# Directions for this task
Which lines of the records below contain the word "None"? Show each one.

== == ==

//! Subject selection: draw N distinct names from a corpus.
//!
//! The embedded corpus is the Corpora-project list of common animals, the
//! same list the original editions drew from. A user corpus (any JSON array
//! of strings) can be substituted via
//! [`crate::config::GeneratorConfig::corpus_path`] — menagerie not required.

use crate::error::ConcreteError;
use once_cell::sync::Lazy;
use rand::seq::SliceRandom;
use rand::Rng;
use std::collections::HashSet;
use std::path::Path;

static EMBEDDED_CORPUS: &str = include_str!("../../assets/animals.json");

static ANIMALS: Lazy<Vec<String>> = Lazy::new(|| {
    serde_json::from_str(EMBEDDED_CORPUS).expect("embedded animals.json is valid JSON")
});

/// Load the subject corpus: the user's file when given, the embedded animal
/// list otherwise.
pub fn load_corpus(path: Option<&Path>) -> Result<Vec<String>, ConcreteError> {
    match path {
        None => Ok(ANIMALS.clone()),
        Some(p) => {
            let raw = std::fs::read_to_string(p).map_err(|e| ConcreteError::CorpusUnreadable {
                path: p.to_path_buf(),
                detail: e.to_string(),
            })?;
            let names: Vec<String> =
                serde_json::from_str(&raw).map_err(|e| ConcreteError::CorpusUnreadable {
                    path: p.to_path_buf(),
                    detail: e.to_string(),
                })?;
            Ok(names)
        }
    }
}

/// Sample `n` distinct subjects from `corpus` without replacement.
///
/// Duplicate corpus entries are collapsed first so an edition never features
/// the same subject twice.
///
/// # Errors
/// [`ConcreteError::CorpusTooSmall`] when the corpus has fewer than `n`
/// distinct names.
pub fn select_subjects<R: Rng + ?Sized>(
    corpus: &[String],
    n: usize,
    rng: &mut R,
) -> Result<Vec<String>, ConcreteError> {
    let mut seen = HashSet::new();
    let distinct: Vec<&String> = corpus.iter().filter(|s| seen.insert(s.as_str())).collect();

    if distinct.len() < n {
        return Err(ConcreteError::CorpusTooSmall {
            requested: n,
            available: distinct.len(),
        });
    }

    Ok(distinct
        .choose_multiple(rng, n)
        .map(|s| (*s).clone())
        .collect())
}
use std::path::PathBuf;

use obstetra_model::RecordReport;

#[derive(Debug)]
pub struct BatchResult {
    pub source: PathBuf,
    pub reports: Vec<RecordReport>,
    pub report_path: Option<PathBuf>,
    pub has_errors: bool,
}
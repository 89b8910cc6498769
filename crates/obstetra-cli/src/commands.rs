use anyhow::{Context, Result, bail};
use chrono::{Local, NaiveDate};
use comfy_table::Table;
use tracing::{error, info, warn};

use obstetra_cli::ingest::{read_controls_csv, read_intake_csv};
use obstetra_cli::logging::redact_value;
use obstetra_model::{IssueSeverity, RecordReport, StaffRole, Verdict};
use obstetra_validate::{
    DESCRIPTION_MAX, DESCRIPTION_MIN, format_rut, has_validation_errors, normalize_phone,
    validate_age, validate_blood_pressure, validate_description, validate_email,
    validate_gestational_weeks, validate_glucemia, validate_patient_intake, validate_phone,
    validate_prenatal_control, validate_rut, validate_weight, write_validation_report_json,
};

use crate::cli::{BatchArgs, CheckArgs, FieldArg};
use crate::summary::apply_table_style;
use crate::types::BatchResult;

/// Validate a single field value. Returns whether the value passed.
pub fn run_check(args: &CheckArgs) -> Result<bool> {
    let value = args.values[0].as_str();
    let verdict = match args.field {
        FieldArg::Rut => validate_rut(value),
        FieldArg::Age => validate_age(value),
        FieldArg::Phone => validate_phone(value),
        FieldArg::Email => validate_email(value),
        FieldArg::Pressure => {
            let Some(diastolic) = args.values.get(1) else {
                bail!("blood pressure takes two values: SYSTOLIC DIASTOLIC");
            };
            validate_blood_pressure(value, diastolic)
        }
        FieldArg::Glucemia => {
            let glucemia = validate_glucemia(value);
            if glucemia.valid && glucemia.warning {
                warn!("glucemia outside the 70-150 mg/dL normal band");
            }
            Verdict {
                valid: glucemia.valid,
                message: glucemia.message,
            }
        }
        FieldArg::Weight => validate_weight(value),
        FieldArg::Weeks => validate_gestational_weeks(value),
        FieldArg::Description => validate_description(value, DESCRIPTION_MIN, DESCRIPTION_MAX),
    };

    println!("{}", verdict.message);
    if verdict.valid && args.normalize {
        let normalized = match args.field {
            FieldArg::Rut => format_rut(value),
            FieldArg::Phone => normalize_phone(value),
            _ => None,
        };
        if let Some(normalized) = normalized {
            println!("{normalized}");
        }
    }
    Ok(verdict.valid)
}

/// Validate a CSV batch of patient intake rows.
pub fn run_intake(args: &BatchArgs) -> Result<BatchResult> {
    let as_of = reference_date(args)?;
    let records = read_intake_csv(&args.input)
        .with_context(|| format!("read intake file {}", args.input.display()))?;
    info!(rows = records.len(), "validating intake records");

    let reports: Vec<RecordReport> = records
        .iter()
        .map(|record| validate_patient_intake(record, as_of))
        .collect();
    finish_batch(args, reports)
}

/// Validate a CSV batch of prenatal control rows.
pub fn run_controls(args: &BatchArgs) -> Result<BatchResult> {
    let as_of = reference_date(args)?;
    let records = read_controls_csv(&args.input)
        .with_context(|| format!("read controls file {}", args.input.display()))?;
    info!(rows = records.len(), "validating prenatal control records");

    let reports: Vec<RecordReport> = records
        .iter()
        .map(|record| validate_prenatal_control(record, as_of))
        .collect();
    finish_batch(args, reports)
}

/// Print the role/permission table.
pub fn run_roles() {
    let mut table = Table::new();
    table.set_header(vec!["Role", "Title", "Permitted actions"]);
    apply_table_style(&mut table);
    for role in StaffRole::ALL {
        let actions: Vec<String> = role
            .permitted_actions()
            .iter()
            .map(ToString::to_string)
            .collect();
        table.add_row(vec![
            role.as_str().to_string(),
            role.formal_title().to_string(),
            actions.join(", "),
        ]);
    }
    println!("{table}");
}

fn finish_batch(args: &BatchArgs, reports: Vec<RecordReport>) -> Result<BatchResult> {
    for (idx, report) in reports.iter().enumerate() {
        let row = idx + 1;
        for issue in &report.issues {
            match issue.severity {
                IssueSeverity::Error => {
                    error!(
                        row,
                        record = redact_value(&report.record_id),
                        field = %issue.field,
                        "{}",
                        issue.message
                    );
                }
                IssueSeverity::Warning => {
                    warn!(
                        row,
                        record = redact_value(&report.record_id),
                        field = %issue.field,
                        "{}",
                        issue.message
                    );
                }
            }
        }
    }

    let source_name = args
        .input
        .file_name()
        .map(|name| name.to_string_lossy().into_owned())
        .unwrap_or_else(|| args.input.display().to_string());
    let report_path = match &args.report_dir {
        Some(dir) => Some(
            write_validation_report_json(dir, &source_name, &reports)
                .context("write validation report")?,
        ),
        None => None,
    };

    let has_errors = has_validation_errors(&reports);
    Ok(BatchResult {
        source: args.input.clone(),
        reports,
        report_path,
        has_errors,
    })
}

fn reference_date(args: &BatchArgs) -> Result<NaiveDate> {
    match &args.as_of {
        Some(text) => NaiveDate::parse_from_str(text, "%Y-%m-%d")
            .with_context(|| format!("invalid --as-of date: {text}")),
        None => Ok(Local::now().date_naive()),
    }
}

== == ==

# Exercise output
        None => Ok(ANIMALS.clone()),
            _ => None,
        None => None,
        None => Ok(Local::now().date_naive()),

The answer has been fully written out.